Growing an innovative food and drink sector

This month applications will open for grants to support the development and adoption of novel techniques for improving nutrient management.

We are launching the latest round of Genetic Improvement Networks, supported by up to £15 million in funding over the next five years to boost breeding research for key UK crops. It will harness the opportunities of our recent Genetic Technology (Precision Breeding) Act to help farmers and breeders produce stronger, more sustainable and resilient crops.

We have set out detail of how we will support the horticulture sector to increase the uptake of automation and robotics through our response to the Independent Review into Labour Shortages in the Food Supply Chain, reducing its reliance on migrant labour.

Growing a profitable and investible food and drink sector

Continuing our work to ensure fairness in the supply chain:

  • We have published the summary of responses to the reviews into fairness in the egg and fresh produce supply chains. In both cases, we will introduce regulations which will ensure that there are written agreements between producers and buyers. We will work with industry at pace on the regulations to ensure they deliver fairness to all parties.
  • We will introduce regulations to improve fairness in the pig sector as soon as possible. The regulations will bring stability and security to the pig supply chain through written contracts 

We can also confirm that Richard Thompson has been appointed as the Agricultural Supply Chain Adjudicator, who will oversee the enforcement of our Fair Dealing regulations.

Following a consultation, we will remove the 16-week derogation period for the labelling of free-range eggs produced by hens that are under mandatory housing orders due to avian influenza. This will mean that producers will no longer need to change how eggs are labelled during housing orders, saving farmers from costly labelling requirements.

We have delivered on our commitment at last year’s Farm to Fork Summit to make changes to permitted development rights to make it easier for farm businesses to diversify, with new changes set to come into effect on 21 May

We have continued to unlock trade barriers for UK companies. In 2023 we resolved agrifood barriers estimated to have a potential increase in exports of £1.4bn over 5 years. Defra have secured new market access for poultry meat and pork exports to Vietnam, an opportunity valued at around £25 million over five years.

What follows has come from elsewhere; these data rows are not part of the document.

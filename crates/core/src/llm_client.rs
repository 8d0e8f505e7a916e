//! Model Client Adapter
//!
//! The boundary to the language-model provider. An adapter holds no
//! conversation state: every call receives the full prior history of the
//! call and the new user utterance, and returns the agent's reply.

use crate::error::ModelError;
use crate::session::{Speaker, Turn};
use async_openai::{
    Client,
    config::OpenAIConfig,
    error::OpenAIError,
    types::{
        ChatCompletionRequestAssistantMessageArgs, ChatCompletionRequestMessage,
        ChatCompletionRequestSystemMessageArgs, ChatCompletionRequestUserMessageArgs,
        CreateChatCompletionRequestArgs,
    },
};
use async_trait::async_trait;
use tracing::debug;

#[cfg(test)]
use mockall::automock;

/// A stateless client producing the agent's next reply.
#[cfg_attr(test, automock)]
#[async_trait]
pub trait ModelClient: Send + Sync {
    /// Produces a reply to `user_text` given everything said so far on the call.
    async fn reply(&self, history: &[Turn], user_text: &str) -> Result<String, ModelError>;
}

/// An implementation of `ModelClient` for any OpenAI-compatible chat API
/// (OpenAI itself, or Gemini through its OpenAI-compatible endpoint).
pub struct OpenAICompatibleClient {
    client: Client<OpenAIConfig>,
    model: String,
    system_prompt: String,
}

impl OpenAICompatibleClient {
    /// Creates a new client for an OpenAI-compatible service.
    ///
    /// # Arguments
    ///
    /// * `config` - API key and base URL of the provider.
    /// * `model` - The chat model identifier (e.g., "gpt-4o").
    /// * `system_prompt` - Instructions prepended to every request.
    pub fn new(config: OpenAIConfig, model: String, system_prompt: String) -> Self {
        Self {
            client: Client::with_config(config),
            model,
            system_prompt,
        }
    }

    fn build_messages(
        &self,
        history: &[Turn],
        user_text: &str,
    ) -> Result<Vec<ChatCompletionRequestMessage>, OpenAIError> {
        let mut messages: Vec<ChatCompletionRequestMessage> = Vec::with_capacity(history.len() + 2);
        if !self.system_prompt.is_empty() {
            messages.push(
                ChatCompletionRequestSystemMessageArgs::default()
                    .content(self.system_prompt.clone())
                    .build()?
                    .into(),
            );
        }
        for turn in history {
            match turn.speaker {
                Speaker::User => messages.push(
                    ChatCompletionRequestUserMessageArgs::default()
                        .content(turn.text.clone())
                        .build()?
                        .into(),
                ),
                Speaker::Agent => messages.push(
                    ChatCompletionRequestAssistantMessageArgs::default()
                        .content(turn.text.clone())
                        .build()?
                        .into(),
                ),
                // System turns are call-log annotations, not model context.
                Speaker::System => {}
            }
        }
        messages.push(
            ChatCompletionRequestUserMessageArgs::default()
                .content(user_text.to_string())
                .build()?
                .into(),
        );
        Ok(messages)
    }
}

#[async_trait]
impl ModelClient for OpenAICompatibleClient {
    async fn reply(&self, history: &[Turn], user_text: &str) -> Result<String, ModelError> {
        let messages = self.build_messages(history, user_text).map_err(map_openai_error)?;
        let request = CreateChatCompletionRequestArgs::default()
            .model(&self.model)
            .messages(messages)
            .build()
            .map_err(map_openai_error)?;

        debug!(model = %self.model, turns = history.len(), "Sending chat completion request");
        let response = self
            .client
            .chat()
            .create(request)
            .await
            .map_err(map_openai_error)?;

        let content = response
            .choices
            .first()
            .and_then(|choice| choice.message.content.as_ref())
            .ok_or_else(|| ModelError::MalformedResponse("no content in response".to_string()))?;

        let text = content.trim();
        if text.is_empty() {
            return Err(ModelError::MalformedResponse("empty reply".to_string()));
        }
        Ok(text.to_string())
    }
}

fn map_openai_error(err: OpenAIError) -> ModelError {
    match err {
        OpenAIError::ApiError(api) => {
            let rate_limited = api.code.as_deref() == Some("rate_limit_exceeded")
                || api.r#type.as_deref() == Some("rate_limit_exceeded")
                || api.r#type.as_deref() == Some("insufficient_quota");
            if rate_limited {
                ModelError::RateLimited
            } else {
                ModelError::Provider(api.message)
            }
        }
        OpenAIError::JSONDeserialize(e) => ModelError::MalformedResponse(e.to_string()),
        other => ModelError::Provider(other.to_string()),
    }
}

We will cut red tape through a consultation to revoke and amend 60 pieces of food and drink retained EU law.

Growing the next generation

Delivering on a commitment we made in our response to the Rock Review into tenant farming and following a call for evidence, we can confirm that we will be appointing a Commissioner for the Tenant Farming Sector (CTFS) this autumn. The role will be a neutral and confidential advice for tenants, landlords and advisors who have concerns about poor behaviour and complaints that the Code of Practice on responsible conduct is not being followed. The CTFS will also investigate complaints to help resolve issues between landlords and tenants before they escalate to more formal dispute processes.

Notes to editors

The data on resolved barriers are extracted from the Digital Market Access Service (DMAS). DMAS is not a comprehensive repository of all market access issues facing UK exporters, and reporting rates vary widely across countries and regions.

£1.4bn is an aggregate figure for a sample of 15 agrifood barriers resolved in 2023. This figure is a subset of the aggregate figure for a sample of resolved barriers published by the DBT in February 2024 in the Brexit 4th anniversary update.

To calculate the aggregate figures, the mid-point for each valuation range is estimated over a five-year period and added to provide a central estimate. Further details on the methodology for the aggregate valuation figures are published in a DBT analytical working paper. In some cases, estimates may have been sourced externally from industry.